- **The task**: Give again, exactly as written, each line of the material below starting at the line that contains "filename crates/depot-abstraction/src/lib.rs" and ending at the line that contains "Eq, Serialize, Deserialize)]". Both ends count, and no other line does.

========================================================================

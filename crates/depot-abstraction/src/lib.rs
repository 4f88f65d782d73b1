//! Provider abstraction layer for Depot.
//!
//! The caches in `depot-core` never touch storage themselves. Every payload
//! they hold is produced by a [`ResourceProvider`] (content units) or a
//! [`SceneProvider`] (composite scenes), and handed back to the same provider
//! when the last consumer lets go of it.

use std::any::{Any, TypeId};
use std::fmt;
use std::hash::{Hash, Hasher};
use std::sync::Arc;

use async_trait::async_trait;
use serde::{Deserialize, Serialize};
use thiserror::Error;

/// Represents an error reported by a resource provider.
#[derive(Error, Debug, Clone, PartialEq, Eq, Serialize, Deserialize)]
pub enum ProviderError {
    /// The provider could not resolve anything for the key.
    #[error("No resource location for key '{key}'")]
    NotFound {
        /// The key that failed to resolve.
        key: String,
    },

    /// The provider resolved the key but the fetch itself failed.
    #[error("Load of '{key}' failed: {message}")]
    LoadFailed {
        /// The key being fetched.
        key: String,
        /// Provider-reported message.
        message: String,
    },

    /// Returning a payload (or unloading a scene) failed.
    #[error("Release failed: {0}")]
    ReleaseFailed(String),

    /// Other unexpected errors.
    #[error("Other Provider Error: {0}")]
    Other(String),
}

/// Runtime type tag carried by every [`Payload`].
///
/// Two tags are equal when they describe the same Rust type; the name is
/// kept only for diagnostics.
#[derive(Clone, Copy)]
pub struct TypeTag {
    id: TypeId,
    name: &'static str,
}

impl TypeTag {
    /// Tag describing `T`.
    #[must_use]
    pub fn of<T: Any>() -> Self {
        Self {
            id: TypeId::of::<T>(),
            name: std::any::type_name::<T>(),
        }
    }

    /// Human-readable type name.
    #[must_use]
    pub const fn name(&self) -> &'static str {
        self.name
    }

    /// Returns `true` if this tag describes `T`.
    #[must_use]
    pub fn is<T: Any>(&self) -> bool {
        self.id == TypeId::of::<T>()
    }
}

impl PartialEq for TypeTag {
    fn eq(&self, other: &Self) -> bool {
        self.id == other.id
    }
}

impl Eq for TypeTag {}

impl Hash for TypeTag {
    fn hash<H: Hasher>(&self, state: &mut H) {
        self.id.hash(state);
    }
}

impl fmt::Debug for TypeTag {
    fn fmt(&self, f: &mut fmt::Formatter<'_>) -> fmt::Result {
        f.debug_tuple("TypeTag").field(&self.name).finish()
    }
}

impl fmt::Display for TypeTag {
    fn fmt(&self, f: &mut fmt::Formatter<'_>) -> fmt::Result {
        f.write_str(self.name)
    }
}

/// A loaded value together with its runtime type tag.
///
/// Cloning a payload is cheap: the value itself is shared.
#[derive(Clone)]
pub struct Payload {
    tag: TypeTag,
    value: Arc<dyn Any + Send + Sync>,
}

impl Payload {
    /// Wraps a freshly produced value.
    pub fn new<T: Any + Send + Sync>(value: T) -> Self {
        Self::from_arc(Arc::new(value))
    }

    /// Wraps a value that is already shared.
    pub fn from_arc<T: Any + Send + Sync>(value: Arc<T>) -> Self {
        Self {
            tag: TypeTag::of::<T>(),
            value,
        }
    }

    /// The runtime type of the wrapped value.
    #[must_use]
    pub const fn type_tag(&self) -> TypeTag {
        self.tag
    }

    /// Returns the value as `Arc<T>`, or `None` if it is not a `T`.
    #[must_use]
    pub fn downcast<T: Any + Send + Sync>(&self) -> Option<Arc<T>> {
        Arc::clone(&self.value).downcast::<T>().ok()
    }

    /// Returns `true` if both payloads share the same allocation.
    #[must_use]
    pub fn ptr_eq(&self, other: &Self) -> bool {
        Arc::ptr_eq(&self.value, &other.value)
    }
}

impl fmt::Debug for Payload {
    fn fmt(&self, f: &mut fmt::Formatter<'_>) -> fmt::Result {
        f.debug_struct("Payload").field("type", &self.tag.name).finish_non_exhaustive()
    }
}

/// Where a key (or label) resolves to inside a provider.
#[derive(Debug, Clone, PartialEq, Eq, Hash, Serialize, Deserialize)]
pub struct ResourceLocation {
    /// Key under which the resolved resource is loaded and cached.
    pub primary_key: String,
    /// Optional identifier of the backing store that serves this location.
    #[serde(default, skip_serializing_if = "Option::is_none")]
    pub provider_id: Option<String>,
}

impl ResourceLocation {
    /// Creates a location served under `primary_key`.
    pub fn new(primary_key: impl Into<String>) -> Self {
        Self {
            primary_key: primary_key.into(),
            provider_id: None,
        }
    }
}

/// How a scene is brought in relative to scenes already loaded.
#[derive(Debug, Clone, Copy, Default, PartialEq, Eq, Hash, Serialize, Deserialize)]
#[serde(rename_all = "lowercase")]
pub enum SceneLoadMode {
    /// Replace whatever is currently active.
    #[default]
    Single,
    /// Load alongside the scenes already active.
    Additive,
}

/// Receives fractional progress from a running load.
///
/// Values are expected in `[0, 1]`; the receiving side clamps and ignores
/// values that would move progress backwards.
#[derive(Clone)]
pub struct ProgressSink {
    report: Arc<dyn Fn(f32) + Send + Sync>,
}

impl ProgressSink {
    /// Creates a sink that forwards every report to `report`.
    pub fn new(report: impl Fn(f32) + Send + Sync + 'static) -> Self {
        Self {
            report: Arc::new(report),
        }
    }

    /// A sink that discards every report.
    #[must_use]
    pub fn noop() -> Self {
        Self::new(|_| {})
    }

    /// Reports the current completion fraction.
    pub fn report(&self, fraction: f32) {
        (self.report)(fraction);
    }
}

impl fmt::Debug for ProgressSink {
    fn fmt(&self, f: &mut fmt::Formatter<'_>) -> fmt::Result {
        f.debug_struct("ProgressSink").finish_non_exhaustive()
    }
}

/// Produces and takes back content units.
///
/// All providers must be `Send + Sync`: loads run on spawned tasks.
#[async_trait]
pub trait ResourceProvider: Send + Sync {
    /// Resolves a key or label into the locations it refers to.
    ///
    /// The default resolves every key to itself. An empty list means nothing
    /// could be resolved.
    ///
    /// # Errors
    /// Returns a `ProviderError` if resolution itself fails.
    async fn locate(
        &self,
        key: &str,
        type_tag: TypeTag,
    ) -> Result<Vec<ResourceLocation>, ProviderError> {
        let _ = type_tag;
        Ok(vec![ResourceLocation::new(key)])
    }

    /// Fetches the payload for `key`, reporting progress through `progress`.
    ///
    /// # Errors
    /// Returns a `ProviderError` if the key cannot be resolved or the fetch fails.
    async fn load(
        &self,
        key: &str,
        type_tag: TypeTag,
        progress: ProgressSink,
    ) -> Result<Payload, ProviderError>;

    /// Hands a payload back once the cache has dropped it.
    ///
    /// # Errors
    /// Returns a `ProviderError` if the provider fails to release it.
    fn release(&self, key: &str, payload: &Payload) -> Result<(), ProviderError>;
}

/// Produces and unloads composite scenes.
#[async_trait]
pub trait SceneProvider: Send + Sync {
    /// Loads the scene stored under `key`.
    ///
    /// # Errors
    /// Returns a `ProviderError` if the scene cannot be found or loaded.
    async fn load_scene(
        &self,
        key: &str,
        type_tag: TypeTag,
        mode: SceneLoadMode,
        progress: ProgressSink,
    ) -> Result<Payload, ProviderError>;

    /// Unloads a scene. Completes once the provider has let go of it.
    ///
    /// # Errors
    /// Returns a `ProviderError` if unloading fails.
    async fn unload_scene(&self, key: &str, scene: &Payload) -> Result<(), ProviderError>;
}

========================================================================

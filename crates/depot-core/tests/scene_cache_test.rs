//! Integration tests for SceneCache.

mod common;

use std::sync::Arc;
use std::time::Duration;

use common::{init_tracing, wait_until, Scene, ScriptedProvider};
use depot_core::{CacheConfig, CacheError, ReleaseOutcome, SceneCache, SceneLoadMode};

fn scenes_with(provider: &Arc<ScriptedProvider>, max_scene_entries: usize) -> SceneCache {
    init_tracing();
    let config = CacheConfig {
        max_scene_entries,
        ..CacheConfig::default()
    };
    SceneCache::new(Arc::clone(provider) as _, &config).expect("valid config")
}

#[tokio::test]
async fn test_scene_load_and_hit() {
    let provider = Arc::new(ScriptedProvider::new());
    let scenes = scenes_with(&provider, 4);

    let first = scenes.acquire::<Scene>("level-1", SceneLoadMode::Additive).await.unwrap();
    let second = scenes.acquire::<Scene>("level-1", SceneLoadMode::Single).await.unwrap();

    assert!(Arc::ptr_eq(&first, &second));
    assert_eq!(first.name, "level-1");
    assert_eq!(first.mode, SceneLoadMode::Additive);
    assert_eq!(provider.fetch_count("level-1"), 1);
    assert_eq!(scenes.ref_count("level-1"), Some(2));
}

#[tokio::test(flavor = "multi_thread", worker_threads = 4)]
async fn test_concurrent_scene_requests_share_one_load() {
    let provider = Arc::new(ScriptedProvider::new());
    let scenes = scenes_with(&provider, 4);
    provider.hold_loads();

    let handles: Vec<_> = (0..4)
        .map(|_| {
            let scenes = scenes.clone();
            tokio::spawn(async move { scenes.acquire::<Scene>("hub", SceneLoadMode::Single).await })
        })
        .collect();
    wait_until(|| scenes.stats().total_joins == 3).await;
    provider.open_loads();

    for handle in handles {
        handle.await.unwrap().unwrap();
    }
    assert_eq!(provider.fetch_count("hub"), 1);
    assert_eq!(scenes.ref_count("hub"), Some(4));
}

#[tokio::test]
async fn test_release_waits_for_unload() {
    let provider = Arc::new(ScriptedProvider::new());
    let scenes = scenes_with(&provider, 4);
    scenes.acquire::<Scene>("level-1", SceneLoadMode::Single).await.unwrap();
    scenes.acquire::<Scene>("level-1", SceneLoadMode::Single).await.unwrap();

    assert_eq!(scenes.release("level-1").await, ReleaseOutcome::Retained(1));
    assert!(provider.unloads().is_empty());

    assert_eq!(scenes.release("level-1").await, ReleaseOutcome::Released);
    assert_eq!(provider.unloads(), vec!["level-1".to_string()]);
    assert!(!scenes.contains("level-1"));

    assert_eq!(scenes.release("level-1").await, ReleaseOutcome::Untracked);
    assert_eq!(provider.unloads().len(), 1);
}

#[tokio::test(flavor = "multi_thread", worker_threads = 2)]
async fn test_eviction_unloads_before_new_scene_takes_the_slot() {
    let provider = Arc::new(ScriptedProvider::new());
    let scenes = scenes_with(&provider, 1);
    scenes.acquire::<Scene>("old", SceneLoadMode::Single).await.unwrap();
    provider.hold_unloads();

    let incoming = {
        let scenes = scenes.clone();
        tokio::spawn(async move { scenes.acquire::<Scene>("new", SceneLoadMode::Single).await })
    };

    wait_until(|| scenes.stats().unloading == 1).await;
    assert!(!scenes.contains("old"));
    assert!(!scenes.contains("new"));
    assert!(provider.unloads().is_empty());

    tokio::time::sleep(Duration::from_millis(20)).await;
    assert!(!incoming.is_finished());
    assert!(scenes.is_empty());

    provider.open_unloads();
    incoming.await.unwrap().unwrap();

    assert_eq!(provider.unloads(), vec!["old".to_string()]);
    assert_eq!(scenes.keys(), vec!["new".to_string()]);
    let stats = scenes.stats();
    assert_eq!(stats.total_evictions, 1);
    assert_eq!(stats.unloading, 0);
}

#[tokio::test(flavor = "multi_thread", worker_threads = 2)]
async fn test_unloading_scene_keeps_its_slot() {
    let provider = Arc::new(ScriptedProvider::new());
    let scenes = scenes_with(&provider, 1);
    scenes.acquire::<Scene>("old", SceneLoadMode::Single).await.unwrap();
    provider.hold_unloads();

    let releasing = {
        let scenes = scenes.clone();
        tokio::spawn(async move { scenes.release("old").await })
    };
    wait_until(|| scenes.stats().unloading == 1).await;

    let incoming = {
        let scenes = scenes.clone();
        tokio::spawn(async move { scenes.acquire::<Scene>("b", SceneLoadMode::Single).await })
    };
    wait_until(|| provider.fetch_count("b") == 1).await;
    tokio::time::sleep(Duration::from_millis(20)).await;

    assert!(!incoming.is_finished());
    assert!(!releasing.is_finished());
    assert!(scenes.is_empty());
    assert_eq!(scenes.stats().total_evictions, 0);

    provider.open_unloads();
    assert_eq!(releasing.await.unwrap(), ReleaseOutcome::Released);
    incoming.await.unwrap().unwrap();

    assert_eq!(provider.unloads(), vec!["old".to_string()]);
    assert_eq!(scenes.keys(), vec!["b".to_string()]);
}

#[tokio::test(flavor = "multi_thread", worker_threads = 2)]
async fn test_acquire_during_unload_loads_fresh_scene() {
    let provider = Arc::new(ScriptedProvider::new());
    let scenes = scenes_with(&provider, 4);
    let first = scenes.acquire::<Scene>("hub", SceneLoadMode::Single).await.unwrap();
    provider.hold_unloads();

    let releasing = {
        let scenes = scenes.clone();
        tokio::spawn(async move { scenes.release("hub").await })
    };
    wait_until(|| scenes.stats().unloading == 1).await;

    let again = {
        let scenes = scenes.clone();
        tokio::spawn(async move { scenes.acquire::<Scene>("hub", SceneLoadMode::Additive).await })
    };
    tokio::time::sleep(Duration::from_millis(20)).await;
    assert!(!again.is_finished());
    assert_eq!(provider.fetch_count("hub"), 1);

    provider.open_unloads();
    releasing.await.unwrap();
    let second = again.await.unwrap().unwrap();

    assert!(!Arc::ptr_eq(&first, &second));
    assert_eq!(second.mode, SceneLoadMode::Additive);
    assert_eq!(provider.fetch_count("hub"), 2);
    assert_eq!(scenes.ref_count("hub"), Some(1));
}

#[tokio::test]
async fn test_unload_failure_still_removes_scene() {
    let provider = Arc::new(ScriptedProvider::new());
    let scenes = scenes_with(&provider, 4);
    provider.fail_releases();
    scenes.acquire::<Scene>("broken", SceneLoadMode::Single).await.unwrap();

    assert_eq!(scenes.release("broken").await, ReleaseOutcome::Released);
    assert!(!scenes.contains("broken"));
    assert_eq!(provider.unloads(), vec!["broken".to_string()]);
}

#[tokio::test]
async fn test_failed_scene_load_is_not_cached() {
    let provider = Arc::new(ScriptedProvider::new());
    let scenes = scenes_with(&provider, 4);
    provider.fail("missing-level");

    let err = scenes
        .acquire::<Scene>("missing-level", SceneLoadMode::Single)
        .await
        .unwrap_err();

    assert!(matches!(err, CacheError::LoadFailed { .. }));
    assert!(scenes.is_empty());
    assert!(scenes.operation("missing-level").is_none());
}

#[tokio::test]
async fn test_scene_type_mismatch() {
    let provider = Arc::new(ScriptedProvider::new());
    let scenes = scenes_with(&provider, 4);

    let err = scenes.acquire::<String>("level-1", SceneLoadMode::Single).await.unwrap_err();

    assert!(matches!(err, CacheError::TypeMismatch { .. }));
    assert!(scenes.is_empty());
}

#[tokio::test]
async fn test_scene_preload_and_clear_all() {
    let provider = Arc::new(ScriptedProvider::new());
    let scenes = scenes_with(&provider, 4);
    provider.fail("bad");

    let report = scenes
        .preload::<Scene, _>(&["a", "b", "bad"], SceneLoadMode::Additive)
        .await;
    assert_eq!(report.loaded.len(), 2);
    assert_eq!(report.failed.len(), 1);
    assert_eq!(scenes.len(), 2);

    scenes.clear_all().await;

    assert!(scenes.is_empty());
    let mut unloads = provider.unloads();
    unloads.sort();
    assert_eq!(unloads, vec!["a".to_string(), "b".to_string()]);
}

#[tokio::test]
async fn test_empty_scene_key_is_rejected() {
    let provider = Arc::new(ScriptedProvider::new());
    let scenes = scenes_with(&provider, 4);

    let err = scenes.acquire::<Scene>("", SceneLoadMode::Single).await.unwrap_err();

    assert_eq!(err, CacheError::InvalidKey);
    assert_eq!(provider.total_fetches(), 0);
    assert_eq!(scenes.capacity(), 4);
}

========================================================================

- **Worked solution**:
filename crates/depot-abstraction/src/lib.rs
repository 4f88f65d782d73b1
//! Provider abstraction layer for Depot.
//!
//! The caches in `depot-core` never touch storage themselves. Every payload
//! they hold is produced by a [`ResourceProvider`] (content units) or a
//! [`SceneProvider`] (composite scenes), and handed back to the same provider
//! when the last consumer lets go of it.

use std::any::{Any, TypeId};
use std::fmt;
use std::hash::{Hash, Hasher};
use std::sync::Arc;

use async_trait::async_trait;
use serde::{Deserialize, Serialize};
use thiserror::Error;

/// Represents an error reported by a resource provider.
#[derive(Error, Debug, Clone, PartialEq, Eq, Serialize, Deserialize)]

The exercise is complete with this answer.